Alguien puede estar caminando ahora mismo por las aceras de una ciudad como si nada hubiese ocurrido. Tal vez incluso decida pararse ante un quiosco a contemplar las imágenes de la matanza en las portadas de los periódicos con frialdad y distancia. Alguien es capaz de entrar en un vagón lleno de trabajadores y estudiantes somnolientos, de sonreír quizá a una niña en su asiento antes de dejar a su lado una mochila cargada de dinamita sin que nadie perciba a simple vista su estigma, la alimaña que oculta en la oscuridad de su cerebro fanático y que lo aísla sin remedio de los demás seres humanos. Uno se pregunta cómo es posible que exista una mente en la que quepa un designio tan macabro como el que el jueves sembró de muerte la mañana de Madrid. Sólo alguien con una concepción absolutamente teocrática del poder puede convertirse a sí mismo en el dueño insensato de la destrucción como el dios de las plagas y del aniquilamiento, el dios también de aquel general, Millán Astray, que irrumpió en las aulas de la Universidad de Salamanca al grito de ¡Viva la muerte! Sólo alguien así, tan fascista, tan integrista, puede haber ejercido su potestad en nombre de Alá o de la patria con la calma fría de la peor especie de criminales. Sobre su conciencia pesa ahora mismo y para siempre la vida segada de todos esos chavales que salieron de casa hacia el instituto como cada día por la línea de Atocha con el walkman y los blocs de anillas con apuntes para no regresar más, la de los trabajadores de los barrios obreros de Santa Eugenia y el Pozo del Tío Raimundo, que fue el corazón de la resistencia obrera durante el franquismo, la de centenares de muertos y heridos, gente pacífica que se manifestó en su día contra la guerra de Irak como todos nosotros.

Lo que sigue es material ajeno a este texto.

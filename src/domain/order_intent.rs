//! Order intents and their translation from lifecycle decisions.
//!
//! The core never talks to a broker. It emits [`Instruction`]s (submit or
//! cancel) tagged with its own [`OrderId`]s, and reads back [`OrderUpdate`]s
//! keyed by the same ids.

use chrono::NaiveDateTime;
use std::fmt;

use crate::domain::lifecycle::{Decision, EntryPlan, ProtectiveStop};

#[derive(Debug, Clone, Copy, PartialEq, Eq, PartialOrd, Ord, Hash)]
pub struct OrderId(pub u64);

impl fmt::Display for OrderId {
    fn fmt(&self, f: &mut fmt::Formatter<'_>) -> fmt::Result {
        write!(f, "#{}", self.0)
    }
}

/// Monotonic id source owned by the engine.
#[derive(Debug, Clone, Default)]
pub struct OrderIdSequence {
    next: u64,
}

impl OrderIdSequence {
    pub fn new() -> Self {
        Self { next: 1 }
    }

    pub fn next_id(&mut self) -> OrderId {
        if self.next == 0 {
            self.next = 1;
        }
        let id = OrderId(self.next);
        self.next += 1;
        id
    }
}

#[derive(Debug, Clone, Copy, PartialEq, Eq)]
pub enum Side {
    Buy,
    Sell,
}

#[derive(Debug, Clone, Copy, PartialEq)]
pub enum OrderKind {
    Market,
    Limit { price: f64 },
    Stop { price: f64 },
    TrailingStop { distance: f64 },
}

impl OrderKind {
    /// Market orders stay outstanding until they reach a terminal status;
    /// resting orders only until the router accepts them.
    pub fn is_market(&self) -> bool {
        matches!(self, OrderKind::Market)
    }
}

/// What an order is for within the position's lifecycle.
#[derive(Debug, Clone, Copy, PartialEq, Eq)]
pub enum OrderRole {
    Entry,
    InitialStop,
    TakeProfit,
    TrailingStop,
    BreakevenStop,
    MarketExit,
}

impl OrderRole {
    pub fn is_protective_stop(self) -> bool {
        matches!(
            self,
            OrderRole::InitialStop | OrderRole::TrailingStop | OrderRole::BreakevenStop
        )
    }

    /// Exit orders that belong to the first stage of a staged exit.
    pub fn is_stage_one(self) -> bool {
        matches!(self, OrderRole::InitialStop | OrderRole::TakeProfit)
    }
}

impl fmt::Display for OrderRole {
    fn fmt(&self, f: &mut fmt::Formatter<'_>) -> fmt::Result {
        let s = match self {
            OrderRole::Entry => "entry",
            OrderRole::InitialStop => "initial_stop",
            OrderRole::TakeProfit => "take_profit",
            OrderRole::TrailingStop => "trailing_stop",
            OrderRole::BreakevenStop => "breakeven_stop",
            OrderRole::MarketExit => "market_exit",
        };
        f.write_str(s)
    }
}

#[derive(Debug, Clone, PartialEq)]
pub struct OrderIntent {
    pub id: OrderId,
    pub role: OrderRole,
    pub side: Side,
    pub quantity: u64,
    pub kind: OrderKind,
}

#[derive(Debug, Clone, PartialEq)]
pub enum Instruction {
    Submit(OrderIntent),
    Cancel(OrderId),
}

/// Everything the driver must route after one evaluation step.
#[derive(Debug, Clone, PartialEq, Default)]
pub struct Action {
    pub instructions: Vec<Instruction>,
}

impl Action {
    pub fn none() -> Self {
        Self::default()
    }

    pub fn is_empty(&self) -> bool {
        self.instructions.is_empty()
    }

    pub fn submissions(&self) -> impl Iterator<Item = &OrderIntent> {
        self.instructions.iter().filter_map(|i| match i {
            Instruction::Submit(intent) => Some(intent),
            Instruction::Cancel(_) => None,
        })
    }

    pub fn cancellations(&self) -> impl Iterator<Item = OrderId> + '_ {
        self.instructions.iter().filter_map(|i| match i {
            Instruction::Cancel(id) => Some(*id),
            Instruction::Submit(_) => None,
        })
    }
}

#[derive(Debug, Clone, PartialEq)]
pub enum OrderStatus {
    /// Accepted by the router and working.
    Submitted,
    Filled {
        price: f64,
        time: NaiveDateTime,
        quantity: u64,
    },
    Canceled,
    Rejected {
        reason: String,
    },
}

impl OrderStatus {
    pub fn is_terminal(&self) -> bool {
        !matches!(self, OrderStatus::Submitted)
    }
}

#[derive(Debug, Clone, PartialEq)]
pub struct OrderUpdate {
    pub id: OrderId,
    pub status: OrderStatus,
}

/// Translate a lifecycle decision into routable instructions.
///
/// Cancels always precede submissions, so a stop replacement never leaves two
/// stage exits working at once.
pub fn build_instructions(decision: &Decision, ids: &mut OrderIdSequence) -> Vec<Instruction> {
    match decision {
        Decision::Hold => Vec::new(),
        Decision::Enter(plan) => entry_bracket(plan, ids),
        Decision::Promote {
            cancel,
            replacement,
            quantity,
        } => {
            let mut out: Vec<Instruction> = cancel.iter().copied().map(Instruction::Cancel).collect();
            let (role, kind) = match replacement {
                ProtectiveStop::Trailing { distance } => (
                    OrderRole::TrailingStop,
                    OrderKind::TrailingStop {
                        distance: *distance,
                    },
                ),
                ProtectiveStop::Fixed { price } => {
                    (OrderRole::BreakevenStop, OrderKind::Stop { price: *price })
                }
            };
            out.push(Instruction::Submit(OrderIntent {
                id: ids.next_id(),
                role,
                side: Side::Sell,
                quantity: *quantity,
                kind,
            }));
            out
        }
        Decision::Close { cancel, quantity } => {
            let mut out: Vec<Instruction> = cancel.iter().copied().map(Instruction::Cancel).collect();
            out.push(Instruction::Submit(OrderIntent {
                id: ids.next_id(),
                role: OrderRole::MarketExit,
                side: Side::Sell,
                quantity: *quantity,
                kind: OrderKind::Market,
            }));
            out
        }
        Decision::Cancel(ids_to_cancel) => ids_to_cancel
            .iter()
            .copied()
            .map(Instruction::Cancel)
            .collect(),
    }
}

fn entry_bracket(plan: &EntryPlan, ids: &mut OrderIdSequence) -> Vec<Instruction> {
    let mut out = vec![Instruction::Submit(OrderIntent {
        id: ids.next_id(),
        role: OrderRole::Entry,
        side: Side::Buy,
        quantity: plan.quantity,
        kind: OrderKind::Market,
    })];

    if let Some(tp) = plan.take_profit {
        out.push(Instruction::Submit(OrderIntent {
            id: ids.next_id(),
            role: OrderRole::TakeProfit,
            side: Side::Sell,
            quantity: tp.quantity,
            kind: OrderKind::Limit { price: tp.price },
        }));
    }

    if let Some(stop) = plan.stop_price {
        out.push(Instruction::Submit(OrderIntent {
            id: ids.next_id(),
            role: OrderRole::InitialStop,
            side: Side::Sell,
            quantity: plan.quantity,
            kind: OrderKind::Stop { price: stop },
        }));
    }

    out
}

De repente a través de las pantallas de los televisores nos volvieron a la retina las imágenes en blanco y negro de la capital bajo los escombros de los bombardeos durante la guerra civil. "Madrid qué bien resistes" cantaban los milicianos que bajaban en tren desde la ciudad universitaria bajo la lluvia silenciosa de la Historia. Madrid ahora es ese dolor de hierros contorcidos y vagones aplastados en Atocha, los ojos difusos de una cría de quince años temblando ante un micrófono, el chispazo de pavor de un padre que busca desesperadamente el nombre de su hijo en las listas de heridos, las sirenas lívidas de las ambulancias, una mano inerte que cuelga de una camilla, es una mano grande y endurecida por años de trabajo físico con callos en las palmas como tienen las manos de los obreros, carne de nuestra carne. Pero Madrid además es la dignidad viva de una ciudad golpeada, su respuesta cívica y solidaria, las colas para donar sangre, su silencio conmovido. Madrid hoy somos todos. Porque ahora sí tiene que ser posible, por una vez, la unidad de todos los demócratas frente a los escuadrones de la muerte.

Pero no podemos claudicar ni permitir que sean ellos quienes decidan nuestro voto. Sólo hay una manera de responder a los que han querido reventar el proceso electoral y es acudiendo masivamente a las urnas.

Desde la mañana del jueves, cuando de camino al trabajo, la barbarie se instaló a nuestro lado en la radio del coche muy temprano, todos seguimos teniendo el corazón alojado en la boca del estómago, porque la indignación desarmada y sin límites tiene algo de vértigo y de incredulidad y de rabia. Y las palabras ya apenas sirven realmente más que para dar un poco de forma a esa emoción . Madrid, te quiero.